> To do
Search the listing below for the string "tokio" and show each line that contains it.

> Material provided
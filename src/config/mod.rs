// src/config/mod.rs - Overlay configuration: defaults, YAML file, environment overrides

use anyhow::{Context, Result};
use log::{debug, error, info, warn};
use notify::{Event, EventKind, RecommendedWatcher, RecursiveMode, Watcher};
use serde::{Deserialize, Serialize};
use std::env;
use std::path::{Path, PathBuf};
use std::time::{Duration, Instant};
use tokio::fs;
use tokio::sync::mpsc;

const SEVENTV_SET_MARKER: &str = "7tv.app/emote-sets/";

/// Upstream base URLs. Overridable so the adapters can be pointed at local servers.
#[derive(Debug, Clone, PartialEq, Serialize, Deserialize)]
#[serde(default)]
pub struct Endpoints {
    pub twitch_irc: String,
    pub kick_api: String,
    pub kick_socket: String,
    pub youtube_api: String,
    pub seventv_api: String,
    pub bttv_api: String,
    pub ffz_api: String,
}

impl Default for Endpoints {
    fn default() -> Self {
        Self {
            twitch_irc: "wss://irc-ws.chat.twitch.tv:443".to_string(),
            kick_api: "https://kick.com/api/v2".to_string(),
            kick_socket: "wss://ws-us2.pusher.com/app/32cbd69e4b950bf97679?protocol=7&client=js&version=8.4.0-rc2&flash=false".to_string(),
            youtube_api: "https://www.googleapis.com/youtube/v3".to_string(),
            seventv_api: "https://7tv.io/v3".to_string(),
            bttv_api: "https://api.betterttv.net/3".to_string(),
            ffz_api: "https://api.frankerfacez.com/v1".to_string(),
        }
    }
}

/// Everything the supervisor needs to (re)initialize a chat session
#[derive(Debug, Clone, PartialEq, Serialize, Deserialize)]
#[serde(default)]
pub struct ChatConfig {
    /// Twitch channel login
    pub twitch: Option<String>,
    /// Kick channel slug
    pub kick: Option<String>,
    /// YouTube video id of the live stream
    pub youtube: Option<String>,
    /// YouTube Data API key
    pub youtube_key: Option<String>,
    /// Custom 7TV emote set id
    pub emote_set: Option<String>,

    pub show_platform_badges: bool,
    pub show_system_messages: bool,
    pub show_username_colors: bool,
    pub max_messages: usize,
    pub max_width: u32,

    pub poll_interval_secs: u64,
    /// Upper bound on any single lookup, poll, or socket handshake
    pub request_timeout_secs: u64,
    pub frame_interval_ms: u64,
    pub endpoints: Endpoints,
}

impl Default for ChatConfig {
    fn default() -> Self {
        Self {
            twitch: None,
            kick: None,
            youtube: None,
            youtube_key: None,
            emote_set: None,
            show_platform_badges: true,
            show_system_messages: true,
            show_username_colors: true,
            max_messages: 500,
            max_width: 1200,
            poll_interval_secs: 5,
            request_timeout_secs: 10,
            frame_interval_ms: 16,
            endpoints: Endpoints::default(),
        }
    }
}

impl ChatConfig {
    /// Load a YAML file (missing file means defaults), then apply environment overrides
    pub async fn load(path: &Path) -> Result<Self> {
        let mut config = if fs::try_exists(path).await.unwrap_or(false) {
            let content = fs::read_to_string(path)
                .await
                .with_context(|| format!("Failed to read config file {}", path.display()))?;
            serde_yaml::from_str::<ChatConfig>(&content)
                .with_context(|| format!("Invalid config file {}", path.display()))?
        } else {
            debug!("No config file at {}, using defaults", path.display());
            Self::default()
        };

        config.apply_env()?;
        config.normalize();
        config.validate()?;

        info!(
            "Loaded chat config: twitch={:?} kick={:?} youtube={:?} max_messages={}",
            config.twitch, config.kick, config.youtube, config.max_messages
        );
        Ok(config)
    }

    /// Persist the current settings as YAML
    pub async fn save(&self, path: &Path) -> Result<()> {
        let content = serde_yaml::to_string(self)?;
        fs::write(path, content)
            .await
            .with_context(|| format!("Failed to write config file {}", path.display()))?;
        info!("Saved chat config to {}", path.display());
        Ok(())
    }

    fn apply_env(&mut self) -> Result<()> {
        if let Ok(value) = env::var("UNICHAT_TWITCH") {
            self.twitch = Some(value);
        }
        if let Ok(value) = env::var("UNICHAT_KICK") {
            self.kick = Some(value);
        }
        if let Ok(value) = env::var("UNICHAT_YOUTUBE") {
            self.youtube = Some(value);
        }
        if let Ok(value) = env::var("UNICHAT_YOUTUBE_KEY") {
            self.youtube_key = Some(value);
        }
        if let Ok(value) = env::var("UNICHAT_7TV") {
            self.emote_set = Some(value);
        }

        // Flags read as "hide" switches so an unset variable keeps the file's value
        if let Ok(value) = env::var("UNICHAT_HIDE_BADGES") {
            self.show_platform_badges = value != "true";
        }
        if let Ok(value) = env::var("UNICHAT_HIDE_SYSTEM") {
            self.show_system_messages = value != "true";
        }
        if let Ok(value) = env::var("UNICHAT_HIDE_COLORS") {
            self.show_username_colors = value != "true";
        }

        if let Ok(value) = env::var("UNICHAT_MAX_MESSAGES") {
            self.max_messages = value
                .trim()
                .parse()
                .with_context(|| format!("UNICHAT_MAX_MESSAGES must be a non-negative integer, got '{}'", value))?;
        }
        if let Ok(value) = env::var("UNICHAT_MAX_WIDTH") {
            self.max_width = value
                .trim()
                .parse()
                .with_context(|| format!("UNICHAT_MAX_WIDTH must be a non-negative integer, got '{}'", value))?;
        }
        Ok(())
    }

    /// Trim identifiers, drop blank ones and reduce 7TV set URLs to their id
    pub fn normalize(&mut self) {
        for field in [
            &mut self.twitch,
            &mut self.kick,
            &mut self.youtube,
            &mut self.youtube_key,
            &mut self.emote_set,
        ] {
            *field = field
                .take()
                .map(|value| value.trim().to_string())
                .filter(|value| !value.is_empty());
        }

        if let Some(set) = self.emote_set.take() {
            let id = match set.split_once(SEVENTV_SET_MARKER) {
                Some((_, rest)) => rest.trim_end_matches('/').to_string(),
                None => set,
            };
            self.emote_set = Some(id).filter(|id| !id.is_empty());
        }
    }

    pub fn validate(&self) -> Result<()> {
        if self.poll_interval_secs == 0 {
            return Err(anyhow::anyhow!("poll_interval_secs must be at least 1"));
        }
        if self.request_timeout_secs == 0 {
            return Err(anyhow::anyhow!("request_timeout_secs must be at least 1"));
        }
        if self.frame_interval_ms == 0 {
            return Err(anyhow::anyhow!("frame_interval_ms must be at least 1"));
        }
        if self.youtube.is_some() && self.youtube_key.is_none() {
            warn!("YouTube video configured without an API key; YouTube chat will not start");
        }
        Ok(())
    }

    pub fn twitch_channel(&self) -> Option<&str> {
        self.twitch.as_deref()
    }

    pub fn kick_channel(&self) -> Option<&str> {
        self.kick.as_deref()
    }

    /// Video id and API key, only when both are present
    pub fn youtube_target(&self) -> Option<(&str, &str)> {
        match (self.youtube.as_deref(), self.youtube_key.as_deref()) {
            (Some(video), Some(key)) => Some((video, key)),
            _ => None,
        }
    }

    pub fn has_any_platform(&self) -> bool {
        self.twitch_channel().is_some() || self.kick_channel().is_some() || self.youtube_target().is_some()
    }

    pub fn poll_interval(&self) -> Duration {
        Duration::from_secs(self.poll_interval_secs)
    }

    pub fn request_timeout(&self) -> Duration {
        Duration::from_secs(self.request_timeout_secs)
    }

    pub fn frame_interval(&self) -> Duration {
        Duration::from_millis(self.frame_interval_ms)
    }
}

/// Keeps the file watcher alive and yields a freshly loaded config on every change
pub struct ConfigWatcher {
    _watcher: RecommendedWatcher,
    updates: mpsc::Receiver<ChatConfig>,
}

impl ConfigWatcher {
    pub async fn next(&mut self) -> Option<ChatConfig> {
        self.updates.recv().await
    }
}

/// Watch `path` for modifications and reload it (debounced)
pub fn watch(path: &Path) -> Result<ConfigWatcher> {
    let path: PathBuf = path.to_path_buf();
    let watch_dir = path
        .parent()
        .filter(|dir| !dir.as_os_str().is_empty())
        .map(Path::to_path_buf)
        .unwrap_or_else(|| PathBuf::from("."));
    let file_name = path.file_name().map(|name| name.to_os_string());

    let (event_tx, mut event_rx) = mpsc::channel::<Event>(100);
    let (config_tx, config_rx) = mpsc::channel(4);

    let mut watcher = notify::recommended_watcher(move |res: Result<Event, notify::Error>| {
        if let Ok(event) = res {
            if let Err(e) = event_tx.blocking_send(event) {
                error!("Failed to send file watch event: {}", e);
            }
        }
    })?;
    watcher.watch(&watch_dir, RecursiveMode::NonRecursive)?;

    tokio::spawn(async move {
        let mut last_reload: Option<Instant> = None;

        while let Some(event) = event_rx.recv().await {
            if !matches!(event.kind, EventKind::Modify(_) | EventKind::Create(_)) {
                continue;
            }
            let touches_config = event
                .paths
                .iter()
                .any(|changed| changed.file_name().map(|n| n.to_os_string()) == file_name);
            if !touches_config {
                continue;
            }

            // Editors fire several events per save
            if last_reload.map_or(false, |at| at.elapsed() < Duration::from_millis(500)) {
                continue;
            }
            last_reload = Some(Instant::now());

            info!("Configuration file changed, reloading {}", path.display());
            match ChatConfig::load(&path).await {
                Ok(config) => {
                    if config_tx.send(config).await.is_err() {
                        break;
                    }
                }
                Err(e) => error!("Failed to reload config: {:#}", e),
            }
        }
        debug!("Config watcher stopped");
    });

    Ok(ConfigWatcher {
        _watcher: watcher,
        updates: config_rx,
    })
}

> Response for this exercise
use tokio::fs;
use tokio::sync::mpsc;
    tokio::spawn(async move {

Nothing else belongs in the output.